Product roadmapping means designing a strategy for how you’ll build your software product over a period of time. It includes envisioning what the product will look like, the features it needs, and the resources it’ll take to build. Product roadmaps give you the directions you need to get to your destination—a useful software product that your customers want.
Roadmapping results in a “roadmap” which is usually a visual document that articulates your product vision and strategy so your teams are all on the same page.
Note that the roadmapping process also includes a bunch of strategic decisions and research that aren’t always necessarily visible in the resulting roadmap document. For example, your product roadmap might be informed heavily by your customer feedback.

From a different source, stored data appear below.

//! Association events for DLMS/COSEM connections
//!
//! Events are local instrumentation: they carry the detailed reason of a
//! rejection, which is never sent to the peer.

use crate::association::state::AssociationState;
use crate::conformance::Conformance;
use std::fmt;
use std::sync::Arc;

/// An event that can occur on an association
#[derive(Debug, Clone, PartialEq, Eq)]
pub enum AssociationEvent {
    StateChanged {
        from: AssociationState,
        to: AssociationState,
    },

    /// AARE accepted
    Established {
        conformance: Conformance,
        max_pdu_size: u16,
    },

    /// HLS pass 3/4 completed
    Authenticated,

    /// AARE rejected
    Rejected {
        /// AARE `result` value
        result: u8,
        /// AARE `result-source-diagnostic` value
        diagnostic: u8,
        /// Local detail of the rejection
        reason: String,
    },

    /// HLS pass 3/4 failed
    AuthenticationFailed { details: String },

    Released,

    Aborted { reason: String },
}

impl AssociationEvent {
    #[must_use]
    pub fn is_established(&self) -> bool {
        matches!(self, Self::Established { .. })
    }

    #[must_use]
    pub fn is_termination(&self) -> bool {
        matches!(self, Self::Aborted { .. } | Self::Released)
    }

    #[must_use]
    pub fn is_failure(&self) -> bool {
        matches!(
            self,
            Self::Rejected { .. } | Self::AuthenticationFailed { .. } | Self::Aborted { .. }
        )
    }

    pub fn description(&self) -> String {
        match self {
            Self::StateChanged { from, to } => format!("State changed {} -> {}", from, to),
            Self::Established {
                conformance,
                max_pdu_size,
            } => format!(
                "Association established (conformance {}, max PDU {})",
                conformance, max_pdu_size
            ),
            Self::Authenticated => "Client authenticated".to_string(),
            Self::Rejected {
                result,
                diagnostic,
                reason,
            } => format!(
                "Association rejected (result {}, diagnostic {}): {}",
                result, diagnostic, reason
            ),
            Self::AuthenticationFailed { details } => format!("Authentication failed: {}", details),
            Self::Released => "Association released".to_string(),
            Self::Aborted { reason } => format!("Association aborted: {}", reason),
        }
    }
}

/// Event listener for association events
///
/// Called synchronously on the task driving the association; implementations
/// must not block.
pub trait AssociationEventListener: Send + Sync {
    fn on_event(&self, event: AssociationEvent);
}

/// Callback-based event listener
pub struct CallbackEventListener<F>
where
    F: Fn(AssociationEvent) + Send + Sync,
{
    callback: F,
}

impl<F> CallbackEventListener<F>
where
    F: Fn(AssociationEvent) + Send + Sync,
{
    #[must_use]
    pub fn new(callback: F) -> Self {
        Self { callback }
    }
}

impl<F> AssociationEventListener for CallbackEventListener<F>
where
    F: Fn(AssociationEvent) + Send + Sync,
{
    fn on_event(&self, event: AssociationEvent) {
        (self.callback)(event);
    }
}

/// Fan-out of events to the registered listeners
#[derive(Clone, Default)]
pub struct EventsEmitter {
    listeners: Arc<Vec<Arc<dyn AssociationEventListener>>>,
}

impl EventsEmitter {
    pub fn new() -> Self {
        Self::default()
    }

    pub fn add_listener(&mut self, listener: Arc<dyn AssociationEventListener>) {
        let mut listeners = self.listeners.iter().cloned().collect::<Vec<_>>();
        listeners.push(listener);
        self.listeners = Arc::new(listeners);
    }

    pub fn emit(&self, event: AssociationEvent) {
        for listener in self.listeners.iter() {
            listener.on_event(event.clone());
        }
    }

    pub fn is_empty(&self) -> bool {
        self.listeners.is_empty()
    }
}

impl fmt::Debug for EventsEmitter {
    fn fmt(&self, f: &mut fmt::Formatter<'_>) -> fmt::Result {
        f.debug_struct("EventsEmitter")
            .field("listener_count", &self.listeners.len())
            .finish()
    }
}

/// Listener forwarding events to a tokio channel
#[cfg(feature = "tokio")]
pub mod channel_listener {
    use super::{AssociationEvent, AssociationEventListener};
    use tokio::sync::mpsc::{UnboundedReceiver, UnboundedSender};

    pub struct ChannelEventListener {
        tx: UnboundedSender<AssociationEvent>,
    }

    impl ChannelEventListener {
        pub fn new() -> (Self, UnboundedReceiver<AssociationEvent>) {
            let (tx, rx) = tokio::sync::mpsc::unbounded_channel();
            (Self { tx }, rx)
        }
    }

    impl AssociationEventListener for ChannelEventListener {
        fn on_event(&self, event: AssociationEvent) {
            // receiver may be gone
            let _ = self.tx.send(event);
        }
    }
}

#[cfg(test)]
mod tests {
    use super::*;
    use std::sync::Mutex;

    #[test]
    fn test_event_types() {
        let event = AssociationEvent::Established {
            conformance: Conformance::GET,
            max_pdu_size: 512,
        };
        assert!(event.is_established());
        assert!(!event.is_failure());
        assert!(event.description().contains("max PDU 512"));

        let event = AssociationEvent::Rejected {
            result: 1,
            diagnostic: 13,
            reason: "wrong password".to_string(),
        };
        assert!(event.is_failure());
        assert!(!event.is_termination());
        assert!(AssociationEvent::Released.is_termination());
    }

    #[test]
    fn test_emitter_fans_out() {
        let seen = Arc::new(Mutex::new(Vec::new()));
        let mut emitter = EventsEmitter::new();
        assert!(emitter.is_empty());
        for _ in 0..2 {
            let seen = seen.clone();
            emitter.add_listener(Arc::new(CallbackEventListener::new(move |event| {
                seen.lock().unwrap().push(event);
            })));
        }
        emitter.emit(AssociationEvent::Released);
        assert_eq!(seen.lock().unwrap().as_slice(), &[AssociationEvent::Released, AssociationEvent::Released]);
        assert_eq!(format!("{:?}", emitter), "EventsEmitter { listener_count: 2 }");
    }

    #[cfg(feature = "tokio")]
    #[tokio::test]
    async fn test_channel_listener() {
        use channel_listener::ChannelEventListener;

        let (listener, mut rx) = ChannelEventListener::new();
        listener.on_event(AssociationEvent::Authenticated);
        assert_eq!(rx.recv().await.unwrap(), AssociationEvent::Authenticated);
    }
}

Benefits of product roadmapping
Product roadmaps help your company in a number of ways. Here are some of the primary benefits:
Prioritization. Roadmaps help businesses organize and prioritize their product development efforts by identifying which functionality and initiatives are most important to their goals and customers and which to build next.

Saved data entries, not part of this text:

//! Server configuration
//!
//! Loaded from TOML; every field has a default so a config file only
//! names what it changes:
//!
//! ```toml
//! port = 4059
//! max_clients = 8
//! inactivity_timeout_ms = 120000
//! referencing = "logical"
//! session = "hdlc"
//!
//! [hdlc]
//! max_info_length = 512
//! window_size = 1
//! ```

use dlms_application::ServerAssociationSettings;
use dlms_application::initiate::{DEFAULT_MAX_PDU_SIZE, MIN_PDU_SIZE};
use dlms_core::{DlmsError, DlmsResult};
use dlms_security::{MAX_CHALLENGE_LENGTH, MIN_CHALLENGE_LENGTH};
use dlms_session::hdlc::parameters::{DEFAULT_MAX_INFORMATION_LENGTH, DEFAULT_WINDOW_SIZE};
use dlms_session::{HdlcParameters, SessionKind};
use serde::{Deserialize, Serialize};
use std::net::{IpAddr, Ipv4Addr, SocketAddr};
use std::path::Path;
use std::time::Duration;

/// Default DLMS/COSEM TCP port
pub const DEFAULT_PORT: u16 = 4059;

/// Object referencing method served to clients
#[derive(Debug, Clone, Copy, PartialEq, Eq, Default, Serialize, Deserialize)]
#[serde(rename_all = "lowercase")]
pub enum Referencing {
    #[default]
    Logical,
    Short,
}

/// Session layer run on accepted connections
#[derive(Debug, Clone, Copy, PartialEq, Eq, Default, Serialize, Deserialize)]
#[serde(rename_all = "lowercase")]
pub enum SessionProtocol {
    #[default]
    Wrapper,
    Hdlc,
}

impl From<SessionProtocol> for SessionKind {
    fn from(protocol: SessionProtocol) -> Self {
        match protocol {
            SessionProtocol::Wrapper => SessionKind::Wrapper,
            SessionProtocol::Hdlc => SessionKind::Hdlc,
        }
    }
}

#[derive(Debug, Clone, PartialEq, Eq, Serialize, Deserialize)]
#[serde(default, deny_unknown_fields)]
pub struct HdlcConfig {
    /// Physical device address; SNRM frames for other addresses are ignored
    pub server_address: Option<u16>,
    pub max_info_length: u16,
    pub window_size: u8,
}

impl Default for HdlcConfig {
    fn default() -> Self {
        Self {
            server_address: None,
            max_info_length: DEFAULT_MAX_INFORMATION_LENGTH,
            window_size: DEFAULT_WINDOW_SIZE,
        }
    }
}

#[derive(Debug, Clone, PartialEq, Eq, Serialize, Deserialize)]
#[serde(default, deny_unknown_fields)]
pub struct ServerConfig {
    pub bind_address: IpAddr,
    pub port: u16,
    /// Concurrent connections admitted; 0 is unbounded
    pub max_clients: usize,
    /// Idle time before an association is aborted; 0 disables the timer
    pub inactivity_timeout_ms: u64,
    pub referencing: Referencing,
    pub session: SessionProtocol,
    pub hdlc: HdlcConfig,
    pub max_pdu_size: u16,
    /// StoC challenge length for HLS
    pub challenge_length: usize,
}

impl Default for ServerConfig {
    fn default() -> Self {
        Self {
            bind_address: IpAddr::V4(Ipv4Addr::UNSPECIFIED),
            port: DEFAULT_PORT,
            max_clients: 0,
            inactivity_timeout_ms: 0,
            referencing: Referencing::default(),
            session: SessionProtocol::default(),
            hdlc: HdlcConfig::default(),
            max_pdu_size: DEFAULT_MAX_PDU_SIZE,
            challenge_length: 16,
        }
    }
}

impl ServerConfig {
    /// Parse and validate a TOML document
    pub fn from_toml_str(text: &str) -> DlmsResult<Self> {
        let config: ServerConfig =
            toml::from_str(text).map_err(|e| DlmsError::Configuration(format!("Invalid server config: {}", e)))?;
        config.validate()?;
        Ok(config)
    }

    /// Read, parse and validate a TOML file
    pub fn load(path: impl AsRef<Path>) -> DlmsResult<Self> {
        let path = path.as_ref();
        let text = std::fs::read_to_string(path)
            .map_err(|e| DlmsError::Configuration(format!("Cannot read {}: {}", path.display(), e)))?;
        Self::from_toml_str(&text)
    }

    pub fn to_toml_string(&self) -> DlmsResult<String> {
        toml::to_string(self).map_err(|e| DlmsError::Configuration(format!("Cannot serialize server config: {}", e)))
    }

    /// # Errors
    /// `Configuration` for a PDU size below the xDLMS minimum, a challenge
    /// length outside 8..=64 or invalid HDLC link parameters.
    pub fn validate(&self) -> DlmsResult<()> {
        if self.max_pdu_size < MIN_PDU_SIZE {
            return Err(DlmsError::Configuration(format!(
                "max_pdu_size {} is below the minimum of {}",
                self.max_pdu_size, MIN_PDU_SIZE
            )));
        }
        if !(MIN_CHALLENGE_LENGTH..=MAX_CHALLENGE_LENGTH).contains(&self.challenge_length) {
            return Err(DlmsError::Configuration(format!(
                "challenge_length must be between {} and {}, got {}",
                MIN_CHALLENGE_LENGTH, MAX_CHALLENGE_LENGTH, self.challenge_length
            )));
        }
        self.hdlc_parameters()?;
        Ok(())
    }

    pub fn socket_addr(&self) -> SocketAddr {
        SocketAddr::new(self.bind_address, self.port)
    }

    pub fn inactivity_timeout(&self) -> Option<Duration> {
        (self.inactivity_timeout_ms > 0).then(|| Duration::from_millis(self.inactivity_timeout_ms))
    }

    pub fn hdlc_parameters(&self) -> DlmsResult<HdlcParameters> {
        HdlcParameters::symmetric(self.hdlc.max_info_length, self.hdlc.window_size)
    }

    pub fn association_settings(&self) -> ServerAssociationSettings {
        ServerAssociationSettings {
            logical_name: self.referencing == Referencing::Logical,
            challenge_length: self.challenge_length,
            max_pdu_size: self.max_pdu_size,
        }
    }
}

Alignment. They align stakeholders by providing a clear, visual representation of the product's direction and goals, which can help everyone on the team understand the company’s vision as well as their own roles and responsibilities.
Resource allocation. They enable businesses to plan for the future by creating a timeline of upcoming releases and milestones, helping allocate resources and budgets.

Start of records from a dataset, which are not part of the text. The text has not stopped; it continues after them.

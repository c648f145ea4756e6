//! Conformance block negotiated in the xDLMS initiate exchange
//!
//! A 24 bit BIT STRING. Bit `n` of the standard numbering is the mask
//! `1 << (23 - n)`, so bit 0 is the most significant bit of the first
//! octet on the wire.

use dlms_asn1::AxdrDecoder;
use dlms_core::{DlmsError, DlmsResult};
use std::fmt;
use std::ops::{BitAnd, BitOr};

/// `[APPLICATION 31] IMPLICIT BIT STRING (SIZE(24))`
const CONFORMANCE_TAG: [u8; 2] = [0x5F, 0x1F];
const CONFORMANCE_MASK: u32 = 0x00FF_FFFF;

const NAMES: [&str; 24] = [
    "reserved-zero",
    "general-protection",
    "general-block-transfer",
    "read",
    "write",
    "unconfirmed-write",
    "delta-value-encoding",
    "reserved-seven",
    "attribute0-supported-with-set",
    "priority-mgmt-supported",
    "attribute0-supported-with-get",
    "block-transfer-with-get-or-read",
    "block-transfer-with-set-or-write",
    "block-transfer-with-action",
    "multiple-references",
    "information-report",
    "data-notification",
    "access",
    "parameterized-access",
    "get",
    "set",
    "selective-access",
    "event-notification",
    "action",
];

#[derive(Debug, Clone, Copy, PartialEq, Eq, Hash, Default)]
pub struct Conformance(u32);

impl Conformance {
    pub const GENERAL_PROTECTION: Conformance = Conformance::bit(1);
    pub const GENERAL_BLOCK_TRANSFER: Conformance = Conformance::bit(2);
    pub const READ: Conformance = Conformance::bit(3);
    pub const WRITE: Conformance = Conformance::bit(4);
    pub const UNCONFIRMED_WRITE: Conformance = Conformance::bit(5);
    pub const DELTA_VALUE_ENCODING: Conformance = Conformance::bit(6);
    pub const ATTRIBUTE0_SUPPORTED_WITH_SET: Conformance = Conformance::bit(8);
    pub const PRIORITY_MGMT_SUPPORTED: Conformance = Conformance::bit(9);
    pub const ATTRIBUTE0_SUPPORTED_WITH_GET: Conformance = Conformance::bit(10);
    pub const BLOCK_TRANSFER_WITH_GET_OR_READ: Conformance = Conformance::bit(11);
    pub const BLOCK_TRANSFER_WITH_SET_OR_WRITE: Conformance = Conformance::bit(12);
    pub const BLOCK_TRANSFER_WITH_ACTION: Conformance = Conformance::bit(13);
    pub const MULTIPLE_REFERENCES: Conformance = Conformance::bit(14);
    pub const INFORMATION_REPORT: Conformance = Conformance::bit(15);
    pub const DATA_NOTIFICATION: Conformance = Conformance::bit(16);
    pub const ACCESS: Conformance = Conformance::bit(17);
    pub const PARAMETERIZED_ACCESS: Conformance = Conformance::bit(18);
    pub const GET: Conformance = Conformance::bit(19);
    pub const SET: Conformance = Conformance::bit(20);
    pub const SELECTIVE_ACCESS: Conformance = Conformance::bit(21);
    pub const EVENT_NOTIFICATION: Conformance = Conformance::bit(22);
    pub const ACTION: Conformance = Conformance::bit(23);

    const fn bit(n: u32) -> Self {
        Self(1 << (23 - n))
    }

    pub const fn empty() -> Self {
        Self(0)
    }

    /// Services of a typical logical name server
    pub fn logical_name_default() -> Self {
        Self::GET
            | Self::SET
            | Self::ACTION
            | Self::SELECTIVE_ACCESS
            | Self::BLOCK_TRANSFER_WITH_GET_OR_READ
            | Self::BLOCK_TRANSFER_WITH_SET_OR_WRITE
            | Self::BLOCK_TRANSFER_WITH_ACTION
            | Self::MULTIPLE_REFERENCES
            | Self::ATTRIBUTE0_SUPPORTED_WITH_GET
            | Self::EVENT_NOTIFICATION
    }

    /// Services of a typical short name server
    pub fn short_name_default() -> Self {
        Self::READ
            | Self::WRITE
            | Self::UNCONFIRMED_WRITE
            | Self::INFORMATION_REPORT
            | Self::MULTIPLE_REFERENCES
            | Self::BLOCK_TRANSFER_WITH_GET_OR_READ
            | Self::BLOCK_TRANSFER_WITH_SET_OR_WRITE
            | Self::PARAMETERIZED_ACCESS
    }

    /// Bits outside the 24 bit block are dropped
    pub const fn from_bits(bits: u32) -> Self {
        Self(bits & CONFORMANCE_MASK)
    }

    pub const fn bits(&self) -> u32 {
        self.0
    }

    pub fn is_empty(&self) -> bool {
        self.0 == 0
    }

    pub fn contains(&self, other: Conformance) -> bool {
        self.0 & other.0 == other.0
    }

    pub fn insert(&mut self, other: Conformance) {
        self.0 |= other.0;
    }

    pub fn remove(&mut self, other: Conformance) {
        self.0 &= !other.0;
    }

    pub fn intersection(&self, other: Conformance) -> Conformance {
        Conformance(self.0 & other.0)
    }

    /// Standard names of the set bits, in bit order
    pub fn iter(&self) -> impl Iterator<Item = &'static str> + '_ {
        NAMES
            .iter()
            .enumerate()
            .filter(|(n, _)| self.0 & (1 << (23 - n)) != 0)
            .map(|(_, name)| *name)
    }

    /// `5F 1F 04 00 b0 b1 b2`
    pub fn encode(&self) -> [u8; 7] {
        let [_, b0, b1, b2] = self.0.to_be_bytes();
        [CONFORMANCE_TAG[0], CONFORMANCE_TAG[1], 0x04, 0x00, b0, b1, b2]
    }

    pub fn decode(decoder: &mut AxdrDecoder<'_>) -> DlmsResult<Self> {
        let header = decoder.decode_fixed_bytes(4)?;
        if header[..2] != CONFORMANCE_TAG || header[2] != 0x04 {
            return Err(DlmsError::InvalidData(format!(
                "Invalid conformance header {:02X?}",
                header
            )));
        }
        let bits = decoder.decode_fixed_bytes(3)?;
        Ok(Self(u32::from_be_bytes([0, bits[0], bits[1], bits[2]])))
    }
}

impl BitAnd for Conformance {
    type Output = Conformance;

    fn bitand(self, rhs: Self) -> Self::Output {
        self.intersection(rhs)
    }
}

impl BitOr for Conformance {
    type Output = Conformance;

    fn bitor(self, rhs: Self) -> Self::Output {
        Conformance(self.0 | rhs.0)
    }
}

impl fmt::Display for Conformance {
    fn fmt(&self, f: &mut fmt::Formatter<'_>) -> fmt::Result {
        let names: Vec<&str> = self.iter().collect();
        write!(f, "[{}]", names.join(", "))
    }
}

Flexibility. Roadmaps help businesses adapt to change. They provide a flexible framework for updating as priorities shift and new opportunities arise.
Teamwork. Roadmaps facilitate collaboration by creating a central, shared document that everyone on the team can refer to and provide input on.
What does a product roadmap look like?
Product roadmaps can vary in how they look, but they often take the form of a more sophisticated Gaant chart. Each product feature may get its own line with due dates and people assigned. Often, they are designed to align with your company’s work framework—broken down into epics, stories, themes, and so on.
In larger organizations with more than one product or product area, it might be organized into horizontal “swim lanes” where each product has its own set of features.
Importantly, your roadmap should make sense for your organization and workflow. If you run using an agile methodology, your roadmap should align with that. If you have four product teams, each working on a different product area, your roadmap should reflect that. If you use Shortcut and organize your work into milestones and epics, then your roadmap should use those, too.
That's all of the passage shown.